Given the failure of the economics profession to see the economic crisis coming or to devise an effective path forward, many people have come to question its competence and/or integrity. Somehow its assessments often seem to favor the rich.

For example, economists can be counted on to get really hot under the collar over a 20-30 percent tariff barrier that is designed to temporarily protect manufacturing workers, but don’t even notice that patent protection for prescription drugs raises their price by tens of thousands percent. Economists can’t even seem to remember that in a system of floating exchange rates, like the one we have, a decline in the value of the dollar is supposed to be the remedy for a trade deficit.
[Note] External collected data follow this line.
use super::*;
use draughts_core::{legal_moves, Move, Piece};

fn two_men(brown: u8, white: u8) -> Board {
    let mut board = Board::empty();
    board.place(brown, Piece::man(Color::Brown)).unwrap();
    board.place(white, Piece::man(Color::White)).unwrap();
    board
}

#[test]
fn refutation_engine_returns_legal_move() {
    let mut engine = RefutationEngine::with_seed(7);
    let board = Board::startpos();

    let result = engine.search(&board, Color::White).unwrap();

    let mv = result.best_move.expect("start position has moves");
    assert!(legal_moves(&board, Color::White).unwrap().contains(&mv));
    assert_eq!(result.candidates, 9);
    assert_eq!(result.refuted, 0);
    assert_eq!(result.nodes, 9);
}

#[test]
fn refutation_engine_avoids_hanging_a_piece() {
    // 18-23 lets 29 take on 23; 18-22 is safe.
    let board = two_men(18, 29);
    for seed in 0..16 {
        let mut engine = RefutationEngine::with_seed(seed);
        let result = engine.search(&board, Color::Brown).unwrap();
        assert_eq!(result.best_move, Some(Move::simple(18, 22)), "seed {seed}");
        assert_eq!(result.refuted, 1);
        assert_eq!(result.reply_capture, 0);
    }
}

#[test]
fn refutation_engine_accepts_least_bad_when_all_refuted() {
    let board = two_men(18, 28);
    let mut nodes = 0;
    let candidates = evaluate_candidates(&board, Color::Brown, &mut nodes).unwrap();
    assert_eq!(candidates.len(), 2);
    assert!(candidates.iter().all(|c| c.reply == Some(1)));

    let mut engine = RefutationEngine::with_seed(3);
    let result = engine.search(&board, Color::Brown).unwrap();
    assert!(result.best_move.is_some());
    assert_eq!(result.refuted, 2);
    assert_eq!(result.reply_capture, 1);
}

#[test]
fn select_prefers_unrefuted_then_shortest_reply() {
    let cand = |to: u8, reply: Option<usize>| Candidate {
        mv: Move::simple(18, to),
        reply,
    };

    let mixed = vec![cand(22, Some(1)), cand(23, None)];
    let kept = select_candidates(&mixed);
    assert_eq!(kept, vec![&mixed[1]]);

    let all_refuted = vec![cand(22, Some(3)), cand(23, Some(1)), cand(24, Some(1))];
    let kept = select_candidates(&all_refuted);
    assert_eq!(kept, vec![&all_refuted[1], &all_refuted[2]]);

    assert!(select_candidates(&[]).is_empty());
}

#[test]
fn refutation_engine_takes_mandatory_capture() {
    let mut board = two_men(23, 28);
    board.place(1, Piece::man(Color::Brown)).unwrap();
    let mut engine = RefutationEngine::with_seed(11);
    let result = engine.search(&board, Color::White).unwrap();
    assert_eq!(result.best_move, Some(Move::capture(28, vec![19], vec![23])));
}

#[test]
fn refutation_engine_reports_no_move_when_blocked() {
    let mut board = Board::empty();
    board.place(46, Piece::man(Color::White)).unwrap();
    board.place(41, Piece::man(Color::Brown)).unwrap();
    board.place(37, Piece::man(Color::Brown)).unwrap();
    let mut engine = RefutationEngine::with_seed(0);
    let result = engine.search(&board, Color::White).unwrap();
    assert!(result.best_move.is_none());
    assert_eq!(result.candidates, 0);
}

#[test]
fn seeded_engines_agree() {
    let board = Board::startpos();
    let a = RefutationEngine::with_seed(42).search(&board, Color::White).unwrap();
    let b = RefutationEngine::with_seed(42).search(&board, Color::White).unwrap();
    assert_eq!(a.best_move, b.best_move);
}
The NYT tells us that China’s economists are equally incompetent and/or corrupt. It tells us that they are worried that the Chinese are not having enough kids:

“Pressure to alter the policy [the one child policy] is building on other fronts as well, as economists say that China’s aging population and dwindling pool of young, cheap labor will be a significant factor in slowing the nation’s economic growth rate.”

Yes, that sounds like a real problem: “a dwindling pool of cheap labor.” Any economist who complains about this is working for the people who want to employ cheap labor, he/she does not give a damn about the economy.

Insofar as growth is a measure of anything, it is per capita growth that matters. Why would anyone be happier if the economy grew 20 percent, but population grew 50 percent? This is unambiguously bad for the country as a whole, even if there are some people who might benefit from being able to hire cheaper labor.

Economists who are not employed by rich people understand that “cheap labor” means that lots of people are working for little money. This should not be a goal of any honest economist.

The numbers presented later in the article show how utterly absurd the supposed demographic problem in China is. We are told: . . .

Continue reading.

He also points out in separate posts how Bill Keller in the NY Times is calling for cuts to Social Security and Medicare, and how Steve Pearlstein is doing the same at the Washington Post. It seems as though the mass media are on-board with the 1% to divert Federal dollars from the elderly and needy to the 1% via bailouts and subsidies. From the first of the two links:

I guess it’s childish name-calling time at the NYT. Hence Bill Keller tells readers that if you ask any “credible economist” you will get Keller’s preferred solution to the budget. At the top of the list is “entitlement reforms.”

For those who don’t know, “entitlement reforms” is Washington elite speak for cuts to Social Security and Medicare. They know that these programs are hugely popular, so the Washington elite crew use their little code word “entitlements,” since they know that “entitlements” don’t have nearly as much support. They also use “reform” since it sounds much nicer than “cuts.” Of course the point is to cut Social Security and Medicare; Keller is simply not honest enough to say this to readers.

Anyhow, let me just briefly explain why at least one non-credible economist doesn’t support the cuts to Social Security and Medicare that former Senator Alan Simpson and Morgan Stanley director Erskine Bowles proposed. (Keller wrongly referred to their plan as a being a plan approved by their commission. This is not true, to be approved as a commission proposal a plan would have required the support of 14 of the 18 members of the commission.)

The Bowles-Simpson plan would impose substantial cuts to Social Security benefits that would hit people already getting benefits. . . .

And from the second link:

Steven Pearlstein, the Washington Post business columnist, often writes insightful pieces on the economy, not today. The thrust of his piece is that we all should be hopeful that a group of incredibly rich CEOs can engineer a coup.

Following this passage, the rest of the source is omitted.